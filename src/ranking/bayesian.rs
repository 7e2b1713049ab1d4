//! Bayesian-average rating over a candidate pool

use crate::retrieval::Candidate;

/// Pool-wide statistics the Bayesian average pulls towards
#[derive(Debug, Clone, Copy, PartialEq)]
pub struct RatingPrior {
    /// Mean rating across the pool, weighted by rating count
    pub global_avg: f64,
    /// Confidence threshold: rating count at the configured percentile
    pub confidence: f64,
}

impl RatingPrior {
    /// Compute the prior for `candidates` using the `percentile`-th
    /// rating count (0.0-1.0) as confidence threshold
    pub fn from_candidates(candidates: &[Candidate], percentile: f64) -> Self {
        let counts: Vec<f64> = candidates.iter().map(|c| evidence(c).1 as f64).collect();

        Self {
            global_avg: global_average(candidates),
            confidence: percentile_linear(&counts, percentile),
        }
    }

    /// `(C * avg + r * n) / (C + n)`, falling back to the global average
    /// when there is neither confidence nor evidence
    pub fn bayesian_rating(&self, candidate: &Candidate) -> f64 {
        let (rating, count) = evidence(candidate);
        let count = count as f64;
        let denominator = self.confidence + count;

        if denominator <= 0.0 {
            return self.global_avg;
        }

        (self.confidence * self.global_avg + rating * count) / denominator
    }
}

/// Rating and count actually backing a candidate; unrated recipes carry none
fn evidence(candidate: &Candidate) -> (f64, u64) {
    match candidate.rating {
        Some(rating) => (rating, candidate.rating_count),
        None => (0.0, 0),
    }
}

fn global_average(candidates: &[Candidate]) -> f64 {
    let (weighted, total) = candidates.iter().fold((0.0, 0u64), |(sum, n), c| {
        let (rating, count) = evidence(c);
        (sum + rating * count as f64, n + count)
    });

    if total > 0 {
        return weighted / total as f64;
    }

    let rated: Vec<f64> = candidates.iter().filter_map(|c| c.rating).collect();
    if rated.is_empty() {
        0.0
    } else {
        rated.iter().sum::<f64>() / rated.len() as f64
    }
}

/// Percentile with linear interpolation between closest ranks
pub fn percentile_linear(values: &[f64], percentile: f64) -> f64 {
    match values.len() {
        0 => 0.0,
        1 => values[0],
        n => {
            let mut sorted = values.to_vec();
            sorted.sort_by(|a, b| a.total_cmp(b));

            let rank = percentile.clamp(0.0, 1.0) * (n - 1) as f64;
            let lower = rank.floor() as usize;
            let upper = rank.ceil() as usize;
            let fraction = rank - lower as f64;

            sorted[lower] + (sorted[upper] - sorted[lower]) * fraction
        }
    }
}

#[cfg(test)]
mod tests {
    use super::*;

    fn rated(id: &str, rating: f64, count: u64) -> Candidate {
        Candidate::new(id, id).with_rating(rating, count)
    }

    #[test]
    fn test_percentile_interpolates() {
        let values = [1.0, 100.0];
        assert!((percentile_linear(&values, 0.1) - 10.9).abs() < 1e-9);

        let values = [5.0, 1.0, 3.0, 2.0, 4.0];
        assert!((percentile_linear(&values, 0.5) - 3.0).abs() < 1e-9);
        assert!((percentile_linear(&values, 0.1) - 1.4).abs() < 1e-9);
    }

    #[test]
    fn test_percentile_small_inputs() {
        assert_eq!(percentile_linear(&[], 0.1), 0.0);
        assert_eq!(percentile_linear(&[42.0], 0.1), 42.0);
    }

    #[test]
    fn test_global_average_is_count_weighted() {
        let pool = [rated("a", 5.0, 1), rated("b", 4.0, 3)];
        let prior = RatingPrior::from_candidates(&pool, 0.1);
        assert!((prior.global_avg - 4.25).abs() < 1e-9);
    }

    #[test]
    fn test_global_average_without_counts_is_plain_mean() {
        let pool = [
            rated("a", 4.0, 0),
            rated("b", 3.0, 0),
            Candidate::new("c", "c"),
        ];
        let prior = RatingPrior::from_candidates(&pool, 0.1);
        assert!((prior.global_avg - 3.5).abs() < 1e-9);
        assert_eq!(prior.confidence, 0.0);
    }

    #[test]
    fn test_global_average_with_nothing_rated() {
        let pool = [Candidate::new("a", "a"), Candidate::new("b", "b")];
        assert_eq!(RatingPrior::from_candidates(&pool, 0.1).global_avg, 0.0);
    }

    #[test]
    fn test_zero_counts_fall_back_to_global_average() {
        let pool = [rated("a", 4.5, 0), rated("b", 2.5, 0), rated("c", 3.0, 0)];
        let prior = RatingPrior::from_candidates(&pool, 0.1);

        for candidate in &pool {
            assert!((prior.bayesian_rating(candidate) - prior.global_avg).abs() < 1e-12);
        }
    }

    #[test]
    fn test_heavy_evidence_stays_near_raw_rating() {
        let mut pool: Vec<Candidate> = (0..9)
            .map(|i| rated(&format!("r{}", i), 3.0, 10))
            .collect();
        pool.push(rated("popular", 4.5, 10_000));

        let prior = RatingPrior::from_candidates(&pool, 0.1);
        assert_eq!(prior.confidence, 10.0);

        let bayesian = prior.bayesian_rating(&pool[9]);
        assert!((bayesian - 4.5).abs() < 0.01, "got {}", bayesian);
    }

    #[test]
    fn test_identical_counts_set_confidence() {
        let pool = [rated("a", 4.0, 25), rated("b", 3.0, 25), rated("c", 5.0, 25)];
        let prior = RatingPrior::from_candidates(&pool, 0.1);
        assert_eq!(prior.confidence, 25.0);
        assert!((prior.bayesian_rating(&pool[2]) - 4.5).abs() < 1e-9);
    }
}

........

§ TASK BRIEF
Please transcribe the entries above exactly as written.

§ ANSWER BOX
filename src/ranking/bayesian.rs
repository 7e2b1713049ab1d4
//! Bayesian-average rating over a candidate pool

use crate::retrieval::Candidate;

/// Pool-wide statistics the Bayesian average pulls towards
#[derive(Debug, Clone, Copy, PartialEq)]
pub struct RatingPrior {
    /// Mean rating across the pool, weighted by rating count
    pub global_avg: f64,
    /// Confidence threshold: rating count at the configured percentile
    pub confidence: f64,
}

impl RatingPrior {
    /// Compute the prior for `candidates` using the `percentile`-th
    /// rating count (0.0-1.0) as confidence threshold
    pub fn from_candidates(candidates: &[Candidate], percentile: f64) -> Self {
        let counts: Vec<f64> = candidates.iter().map(|c| evidence(c).1 as f64).collect();

        Self {
            global_avg: global_average(candidates),
            confidence: percentile_linear(&counts, percentile),
        }
    }

    /// `(C * avg + r * n) / (C + n)`, falling back to the global average
    /// when there is neither confidence nor evidence
    pub fn bayesian_rating(&self, candidate: &Candidate) -> f64 {
        let (rating, count) = evidence(candidate);
        let count = count as f64;
        let denominator = self.confidence + count;

        if denominator <= 0.0 {
            return self.global_avg;
        }

        (self.confidence * self.global_avg + rating * count) / denominator
    }
}

/// Rating and count actually backing a candidate; unrated recipes carry none
fn evidence(candidate: &Candidate) -> (f64, u64) {
    match candidate.rating {
        Some(rating) => (rating, candidate.rating_count),
        None => (0.0, 0),
    }
}

fn global_average(candidates: &[Candidate]) -> f64 {
    let (weighted, total) = candidates.iter().fold((0.0, 0u64), |(sum, n), c| {
        let (rating, count) = evidence(c);
        (sum + rating * count as f64, n + count)
    });

    if total > 0 {
        return weighted / total as f64;
    }

    let rated: Vec<f64> = candidates.iter().filter_map(|c| c.rating).collect();
    if rated.is_empty() {
        0.0
    } else {
        rated.iter().sum::<f64>() / rated.len() as f64
    }
}

/// Percentile with linear interpolation between closest ranks
pub fn percentile_linear(values: &[f64], percentile: f64) -> f64 {
    match values.len() {
        0 => 0.0,
        1 => values[0],
        n => {
            let mut sorted = values.to_vec();
            sorted.sort_by(|a, b| a.total_cmp(b));

            let rank = percentile.clamp(0.0, 1.0) * (n - 1) as f64;
            let lower = rank.floor() as usize;
            let upper = rank.ceil() as usize;
            let fraction = rank - lower as f64;

            sorted[lower] + (sorted[upper] - sorted[lower]) * fraction
        }
    }
}

#[cfg(test)]
mod tests {
    use super::*;

    fn rated(id: &str, rating: f64, count: u64) -> Candidate {
        Candidate::new(id, id).with_rating(rating, count)
    }

    #[test]
    fn test_percentile_interpolates() {
        let values = [1.0, 100.0];
        assert!((percentile_linear(&values, 0.1) - 10.9).abs() < 1e-9);

        let values = [5.0, 1.0, 3.0, 2.0, 4.0];
        assert!((percentile_linear(&values, 0.5) - 3.0).abs() < 1e-9);
        assert!((percentile_linear(&values, 0.1) - 1.4).abs() < 1e-9);
    }

    #[test]
    fn test_percentile_small_inputs() {
        assert_eq!(percentile_linear(&[], 0.1), 0.0);
        assert_eq!(percentile_linear(&[42.0], 0.1), 42.0);
    }

    #[test]
    fn test_global_average_is_count_weighted() {
        let pool = [rated("a", 5.0, 1), rated("b", 4.0, 3)];
        let prior = RatingPrior::from_candidates(&pool, 0.1);
        assert!((prior.global_avg - 4.25).abs() < 1e-9);
    }

    #[test]
    fn test_global_average_without_counts_is_plain_mean() {
        let pool = [
            rated("a", 4.0, 0),
            rated("b", 3.0, 0),
            Candidate::new("c", "c"),
        ];
        let prior = RatingPrior::from_candidates(&pool, 0.1);
        assert!((prior.global_avg - 3.5).abs() < 1e-9);
        assert_eq!(prior.confidence, 0.0);
    }

    #[test]
    fn test_global_average_with_nothing_rated() {
        let pool = [Candidate::new("a", "a"), Candidate::new("b", "b")];
        assert_eq!(RatingPrior::from_candidates(&pool, 0.1).global_avg, 0.0);
    }

    #[test]
    fn test_zero_counts_fall_back_to_global_average() {
        let pool = [rated("a", 4.5, 0), rated("b", 2.5, 0), rated("c", 3.0, 0)];
        let prior = RatingPrior::from_candidates(&pool, 0.1);

        for candidate in &pool {
            assert!((prior.bayesian_rating(candidate) - prior.global_avg).abs() < 1e-12);
        }
    }

    #[test]
    fn test_heavy_evidence_stays_near_raw_rating() {
        let mut pool: Vec<Candidate> = (0..9)
            .map(|i| rated(&format!("r{}", i), 3.0, 10))
            .collect();
        pool.push(rated("popular", 4.5, 10_000));

        let prior = RatingPrior::from_candidates(&pool, 0.1);
        assert_eq!(prior.confidence, 10.0);

        let bayesian = prior.bayesian_rating(&pool[9]);
        assert!((bayesian - 4.5).abs() < 0.01, "got {}", bayesian);
    }

    #[test]
    fn test_identical_counts_set_confidence() {
        let pool = [rated("a", 4.0, 25), rated("b", 3.0, 25), rated("c", 5.0, 25)];
        let prior = RatingPrior::from_candidates(&pool, 0.1);
        assert_eq!(prior.confidence, 25.0);
        assert!((prior.bayesian_rating(&pool[2]) - 4.5).abs() < 1e-9);
    }
}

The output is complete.